5 Tips on Data Engineering

2 years ago, I have developed an interest in data engineering and fortunately, I recently got a chance to work as a data engineer. In this article, I will write the takeaways from my experience and what I learned so far.

What Is Data Engineering?

Data Engineering is a subset of software engineering or in other words, it's a more specialized version of software engineering where the main focus is the data. Your goal as a data engineer is to design and implement systems that make raw data usable and do that efficiently.

Your main customers are the data science and analytics teams.

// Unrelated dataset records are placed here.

use std::path::Path;
use std::time::Duration;

use chrono::{DateTime, Utc};
use rusqlite::types::Type;
use rusqlite::{Connection, OptionalExtension, Row, Transaction, TransactionBehavior};

use crate::catalog::{EntityDef, EntityKind, FieldValue, Record};
use crate::error::{Constraint, Error, Result};
use crate::integrity::validator::check_shape;
use crate::integrity::{validate_shape, CascadeExecutor, CascadeReport, ReferenceChecker};

use super::migrator::Migrator;
use super::snapshot::SchemaSnapshot;

/// Connection settings for [`Database::open_with`].
#[derive(Debug, Clone)]
pub struct DatabaseOptions {
    /// How long a write waits for a competing lock before failing with
    /// [`Error::TransientStorage`].
    pub busy_timeout: Duration,
    /// Apply pending migrations on open.
    pub auto_migrate: bool,
}

impl Default for DatabaseOptions {
    fn default() -> Self {
        Self {
            busy_timeout: Duration::from_secs(5),
            auto_migrate: true,
        }
    }
}

/// A catalog database connection.
///
/// Every write validates its record, checks its references and runs in an
/// immediate transaction; a rejected write leaves the database unchanged.
#[derive(Debug)]
pub struct Database {
    conn: Connection,
}

impl Database {
    /// Open (or create) a database at the given path and apply migrations.
    pub fn open(path: impl AsRef<Path>) -> Result<Self> {
        Self::open_with(path, &DatabaseOptions::default())
    }

    pub fn open_with(path: impl AsRef<Path>, options: &DatabaseOptions) -> Result<Self> {
        let path = path.as_ref();
        log::debug!("Opening database at {}", path.display());
        let conn = Connection::open(path)?;
        Self::init(conn, options)
    }

    /// Open a migrated in-memory database.
    pub fn open_in_memory() -> Result<Self> {
        Self::init(Connection::open_in_memory()?, &DatabaseOptions::default())
    }

    fn init(conn: Connection, options: &DatabaseOptions) -> Result<Self> {
        conn.busy_timeout(options.busy_timeout)?;
        conn.pragma_update(None, "foreign_keys", true)?;
        let db = Self { conn };
        if options.auto_migrate {
            db.migrator()?.migrate_up(&db.conn, None)?;
        }
        Ok(db)
    }

    /// Get a reference to the underlying connection (for advanced queries).
    #[must_use]
    pub const fn conn(&self) -> &Connection {
        &self.conn
    }

    /// Load the migration state of this database.
    pub fn migrator(&self) -> Result<Migrator> {
        Migrator::load(&self.conn)
    }

    pub fn schema_snapshot(&self) -> Result<SchemaSnapshot> {
        SchemaSnapshot::capture(&self.conn)
    }

    pub(crate) fn begin(&self) -> Result<Transaction<'_>> {
        Ok(Transaction::new_unchecked(
            &self.conn,
            TransactionBehavior::Immediate,
        )?)
    }

    /// Validate and insert `record`, returning the new row id.
    pub(crate) fn insert_record<R: Record>(&self, record: &R) -> Result<i64> {
        validate_shape(record)?;
        let tx = self.begin()?;
        ReferenceChecker::new(&tx).check(record)?;
        let id = insert_row(&tx, R::KIND.def(), &record.values())?;
        tx.commit()?;
        log::debug!("Inserted {} {}", R::KIND.name(), id);
        Ok(id)
    }

    /// Validate and overwrite the stored row for `record`.
    pub(crate) fn update_record<R: Record>(&self, record: &R) -> Result<()> {
        self.update_record_with(record, |_, _| Ok(()))
    }

    /// Like [`Self::update_record`], running `check` on the row id inside the
    /// transaction before the row is written.
    pub(crate) fn update_record_with<R: Record>(
        &self,
        record: &R,
        check: impl FnOnce(&Connection, i64) -> Result<()>,
    ) -> Result<()> {
        let tx = self.begin()?;
        let id = check_update(&tx, record)?;
        check(&tx, id)?;
        update_row(&tx, R::KIND.def(), id, &record.values())?;
        tx.commit()?;
        log::debug!("Updated {} {}", R::KIND.name(), id);
        Ok(())
    }

    /// Delete a row and everything that cascades from it.
    pub(crate) fn delete_record(&self, kind: EntityKind, id: i64) -> Result<CascadeReport> {
        let tx = self.begin()?;
        let report = CascadeExecutor::new(&tx).delete(kind, id)?;
        tx.commit()?;
        log::debug!(
            "Deleted {} {} ({} row(s) affected)",
            kind.name(),
            id,
            report.affected_count()
        );
        Ok(report)
    }

    /// Add a junction row after checking both sides exist.
    ///
    /// Returns `false` if the link was already present.
    pub(crate) fn link_rows(&self, kind: EntityKind, left: i64, right: i64) -> Result<bool> {
        let def = kind.def();
        let values = junction_values(def, left, right);
        check_shape(def, &values)?;

        let tx = self.begin()?;
        ReferenceChecker::new(&tx).check_values(def, &values)?;
        let sql = format!(
            "INSERT OR IGNORE INTO \"{}\" (\"{}\", \"{}\") VALUES (?1, ?2)",
            def.table, values[0].0, values[1].0
        );
        let added = tx.execute(&sql, [left, right])? > 0;
        tx.commit()?;
        if added {
            log::debug!("Linked {} ({}, {})", def.name, left, right);
        }
        Ok(added)
    }

    /// Remove a junction row. Returns `false` if there was nothing to remove.
    pub(crate) fn unlink_rows(&self, kind: EntityKind, left: i64, right: i64) -> Result<bool> {
        let def = kind.def();
        let values = junction_values(def, left, right);
        let sql = format!(
            "DELETE FROM \"{}\" WHERE \"{}\" = ?1 AND \"{}\" = ?2",
            def.table, values[0].0, values[1].0
        );
        let tx = self.begin()?;
        let removed = tx.execute(&sql, [left, right])? > 0;
        tx.commit()?;
        Ok(removed)
    }

    /// Fetch one row of `kind` by id, mapping it with `map`.
    pub(crate) fn get_record<T>(
        &self,
        kind: EntityKind,
        id: i64,
        map: impl FnOnce(&Row<'_>) -> rusqlite::Result<T>,
    ) -> Result<T> {
        let sql = format!("{} WHERE \"Id\" = ?1", select_all(kind.def()));
        self.conn
            .query_row(&sql, [id], map)
            .optional()?
            .ok_or(Error::NotFound {
                entity: kind.name(),
                id,
            })
    }

    /// Fetch every row of `kind` matching `filter` (a SQL condition on `?1`),
    /// ordered by id.
    pub(crate) fn list_records<T>(
        &self,
        kind: EntityKind,
        filter: &str,
        param: i64,
        map: impl FnMut(&Row<'_>) -> rusqlite::Result<T>,
    ) -> Result<Vec<T>> {
        let sql = format!(
            "{} WHERE {} ORDER BY \"Id\"",
            select_all(kind.def()),
            filter
        );
        let mut stmt = self.conn.prepare(&sql)?;
        let rows = stmt
            .query_map([param], map)?
            .collect::<rusqlite::Result<Vec<_>>>()?;
        Ok(rows)
    }
}

/// Shape check, existence check and reference check for an update.
///
/// Returns the id of the row being updated.
pub(crate) fn check_update<R: Record>(conn: &Connection, record: &R) -> Result<i64> {
    let def = R::KIND.def();
    let id = record
        .id()
        .ok_or(Error::validation(def.name, "Id", Constraint::Required))?;
    validate_shape(record)?;

    let checker = ReferenceChecker::new(conn);
    if !checker.exists(R::KIND, id)? {
        return Err(Error::NotFound {
            entity: def.name,
            id,
        });
    }
    checker.check(record)?;
    Ok(id)
}

fn junction_values(def: &EntityDef, left: i64, right: i64) -> Vec<(&'static str, FieldValue<'static>)> {
    def.fields
        .iter()
        .zip([left, right])
        .map(|(field, id)| (field.column, FieldValue::Reference(Some(id))))
        .collect()
}

/// `SELECT "Id", <fields...> FROM "<table>"`, columns in definition order.
pub(crate) fn select_all(def: &EntityDef) -> String {
    let columns: Vec<String> = def.fields.iter().map(|f| format!("\"{}\"", f.column)).collect();
    format!("SELECT \"Id\", {} FROM \"{}\"", columns.join(", "), def.table)
}

fn insert_row(
    conn: &Connection,
    def: &EntityDef,
    values: &[(&'static str, FieldValue<'_>)],
) -> Result<i64> {
    let columns: Vec<String> = values.iter().map(|(c, _)| format!("\"{c}\"")).collect();
    let placeholders: Vec<String> = (1..=values.len()).map(|i| format!("?{i}")).collect();
    let sql = format!(
        "INSERT INTO \"{}\" ({}) VALUES ({})",
        def.table,
        columns.join(", "),
        placeholders.join(", ")
    );
    conn.execute(&sql, rusqlite::params_from_iter(values.iter().map(|(_, v)| v)))?;
    Ok(conn.last_insert_rowid())
}

fn update_row(
    conn: &Connection,
    def: &EntityDef,
    id: i64,
    values: &[(&'static str, FieldValue<'_>)],
) -> Result<()> {
    let assignments: Vec<String> = values
        .iter()
        .enumerate()
        .map(|(i, (c, _))| format!("\"{c}\" = ?{}", i + 1))
        .collect();
    let sql = format!(
        "UPDATE \"{}\" SET {} WHERE \"Id\" = ?{}",
        def.table,
        assignments.join(", "),
        values.len() + 1
    );
    let params = values
        .iter()
        .map(|(_, v)| v.clone())
        .chain(std::iter::once(FieldValue::Integer(Some(id))));
    conn.execute(&sql, rusqlite::params_from_iter(params))?;
    Ok(())
}

/// Read a required RFC 3339 timestamp column.
pub(crate) fn get_datetime(row: &Row<'_>, idx: usize) -> rusqlite::Result<DateTime<Utc>> {
    let text: String = row.get(idx)?;
    parse_datetime(idx, &text)
}

/// Read a nullable RFC 3339 timestamp column.
pub(crate) fn get_opt_datetime(
    row: &Row<'_>,
    idx: usize,
) -> rusqlite::Result<Option<DateTime<Utc>>> {
    row.get::<_, Option<String>>(idx)?
        .map(|text| parse_datetime(idx, &text))
        .transpose()
}

fn parse_datetime(idx: usize, text: &str) -> rusqlite::Result<DateTime<Utc>> {
    DateTime::parse_from_rfc3339(text)
        .map(|dt| dt.with_timezone(&Utc))
        .map_err(|e| rusqlite::Error::FromSqlConversionFailure(idx, Type::Text, Box::new(e)))
}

Examples of Data Engineering Tasks:

Move data from multiple sources (mongo, Kafka, MySQL) to a single place (HDFS, Redshift) and make it queriable
Transform operational data into schemas that are easily and efficiently queriable
Create aggregates to speed up reports
Add efficient validation to the pipeline

And more examples include writing scripts, designing pipelines and fine-tuning tools.

Tools

Data Engineering has a TON of tools. A lot more than I expected.

This is a blessing and a curse because the stack can be very flexible but you can easily get stuck in a loop of comparing tools and looking for the perfect tools to use.

Tools include:

Spark: A multi-source engine for processing large amounts of data in memory
Hadoop: A collection of tools for processing, analyzing and storing data
Flink: Stream processing engine
Hive: Distributed data warehouse
Presto: Distributed SQL engine
Airflow: Automation tool
Literally ALL POSSIBLE DATA SOURCES

And the list goes on...

As for languages, the most commonly used languages are Python, Scala and Java. Mastering any of the three languages should be enough to get started.

Now that we're done with the basics, let's move on to the less obvious tips that I learned so far.

1. General DevOps Knowledge is a Must

I found myself SSH-ing into the servers a lot more than I expected.

Right off the bat, you need to set up each of the tools in your stack. In most cases, every tool has different deployment/orchestration methods that you need to understand, choose what fits and implement it.

Afterwards, you need to fine-tune tools on a low level which means that you will use a lot of tools and methods that are mainly used by DevOps engineers.

You also need to know how the tools work on a low level so you can optimize them and make them resilient and secure.

Learn about Unix commands, deployment and orchestration tools and get comfortable using the terminal.

2. Be Conscious of Hardware Resource

As a backend engineer, my focus on hardware was limited and I always assumed that what I implemented will work which it often did. However, as a data engineer, I realized that the amount of available resources is crucial.

Most of the tools are hungry for resources since they are all dealing with large amounts of data which means that you need to always keep the available resources in mind when choosing the stack, designing the pipelines, configuring tools or implementing scripts.

Be aware of what resources tools need to be efficient enough given the available resources.

3. The JVM is Important

Many of the tools use the JVM which means that understanding how it works is a good investment. Learning how the JVM works and how to optimize it proved to be very helpful for setting up the tools, debugging and optimizing them.

Spend some time learning the basics of the JVM and how garbage collection works.

4. Learn File Formats

There are many file formats that you will use and each of them has its pros and cons. Some of the available formats are (ORC, Parquet, Avro, Delta, JSON) and a lot more. Each of them stores data differently which will affect the performance and resource consumption.

Learning about the different file formats translates to efficiently utilizing the resources.

5. Distributed Systems

Naturally, most of the tools are distributed. Whether it's processing data or storing data or even presenting data, most of the tools are designed to work in a distributed system dividing the work between different nodes.

Learning about distributed systems is important to better understand the tools and maximize their performance.

Conclusion

So, that's data engineering for you. Data engineers need to build and maintain systems that collect, process and store data making sure that the data is clean, reliable and easy to use for analytics and data science.

It's a mix of backend and DevOps which makes the skillset required wide and gives a huge opportunity for growth.

For me, data engineering is the next step after backend engineering.